# INSTRUCTIONS TO FOLLOW
Search term "true": please copy every line of the records below that contains it.

BEGIN INFORMATION PROVIDED

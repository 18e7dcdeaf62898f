//! Command-line surface. Parsing only; every rule about which options may
//! be combined lives in [`glog_core::ViewOptions::validate`].

use clap::{Args, Parser, Subcommand};
use glog_core::state::DEFAULT_STATE_NAME;
use glog_core::ViewOptions;

#[derive(Parser, Debug)]
#[command(name = "glog", version, about = "Tail logs from a remote glog aggregation service")]
pub struct Cli {
    /// State file under ~/.config/glog (".json" is appended when missing).
    #[arg(short = 'C', long = "config", default_value = DEFAULT_STATE_NAME, global = true)]
    pub config: String,

    /// Write debug logs to stderr.
    #[arg(long, global = true)]
    pub debug: bool,

    #[command(subcommand)]
    pub command: Option<Command>,
}

#[derive(Subcommand, Debug)]
pub enum Command {
    /// View logs since the last view, or since a given time.
    View(ViewArgs),
    /// View the logs between the timestamps of the last view again.
    #[command(visible_aliases = ["vl", "last"])]
    Viewlast(ViewLastArgs),
}

#[derive(Args, Debug, Default)]
pub struct FilterArgs {
    /// Only logs from these hostnames (negate the set with ! before the first element).
    #[arg(short = 'H', long = "hostname")]
    pub hostname: Vec<String>,

    /// Only logs with these tags (negate the set with ! before the first element).
    #[arg(short = 'T', long = "tag")]
    pub tag: Vec<String>,

    /// Only logs whose message contains these keywords (negate the set with ! before the first element).
    #[arg(short = 'M', long = "message")]
    pub message: Vec<String>,

    /// A log matches if any filter matches, instead of all of them.
    #[arg(short = 'o', long = "or")]
    pub or: bool,
}

#[derive(Args, Debug, Default)]
pub struct OutputArgs {
    /// View logs raw: repeated entries are printed once per occurrence.
    #[arg(long)]
    pub raw: bool,

    /// Don't ask for confirmation.
    #[arg(short = 'y', long)]
    pub yes: bool,

    /// Don't colour the output.
    #[arg(long)]
    pub no_color: bool,
}

#[derive(Args, Debug, Default)]
pub struct ViewArgs {
    #[command(flatten)]
    pub filters: FilterArgs,

    /// View logs since a point in time ("10m", "2h", "Jan  2 15:04:05", ...).
    #[arg(short = 's', long)]
    pub since: Option<String>,

    /// View logs until a point in time.
    #[arg(short = 'u', long)]
    pub until: Option<String>,

    /// View everything from the beginning.
    #[arg(short = 'a', long)]
    pub all: bool,

    /// Keep following new logs.
    #[arg(short = 'f', long)]
    pub follow: bool,

    /// View in reversed order.
    #[arg(short = 'r', long)]
    pub reverse: bool,

    /// Show at most n logs.
    #[arg(short = 'n', long = "nums")]
    pub nums: Option<u32>,

    #[command(flatten)]
    pub output: OutputArgs,
}

#[derive(Args, Debug, Default)]
pub struct ViewLastArgs {
    #[command(flatten)]
    pub filters: FilterArgs,

    /// Override the start of the replayed window.
    #[arg(short = 's', long)]
    pub since: Option<String>,

    /// Override the end of the replayed window.
    #[arg(short = 'u', long)]
    pub until: Option<String>,

    /// View in reversed order.
    #[arg(short = 'r', long)]
    pub reverse: bool,

    /// Show at most n logs.
    #[arg(short = 'n', long = "nums")]
    pub nums: Option<u32>,

    #[command(flatten)]
    pub output: OutputArgs,
}

impl ViewArgs {
    pub fn options(&self) -> ViewOptions {
        ViewOptions {
            since: self.since.clone().unwrap_or_default(),
            until: self.until.clone().unwrap_or_default(),
            all: self.all,
            hostname: self.filters.hostname.clone(),
            tag: self.filters.tag.clone(),
            message: self.filters.message.clone(),
            filter_or: self.filters.or,
            limit: self.nums,
            reverse: self.reverse,
            follow: self.follow,
            raw: self.output.raw,
        }
    }
}

impl ViewLastArgs {
    pub fn options(&self) -> ViewOptions {
        ViewOptions {
            since: self.since.clone().unwrap_or_default(),
            until: self.until.clone().unwrap_or_default(),
            hostname: self.filters.hostname.clone(),
            tag: self.filters.tag.clone(),
            message: self.filters.message.clone(),
            filter_or: self.filters.or,
            limit: self.nums,
            reverse: self.reverse,
            raw: self.output.raw,
            ..Default::default()
        }
    }
}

END INFORMATION PROVIDED

# ANSWER AREA
    #[arg(short = 'C', long = "config", default_value = DEFAULT_STATE_NAME, global = true)]
    #[arg(long, global = true)]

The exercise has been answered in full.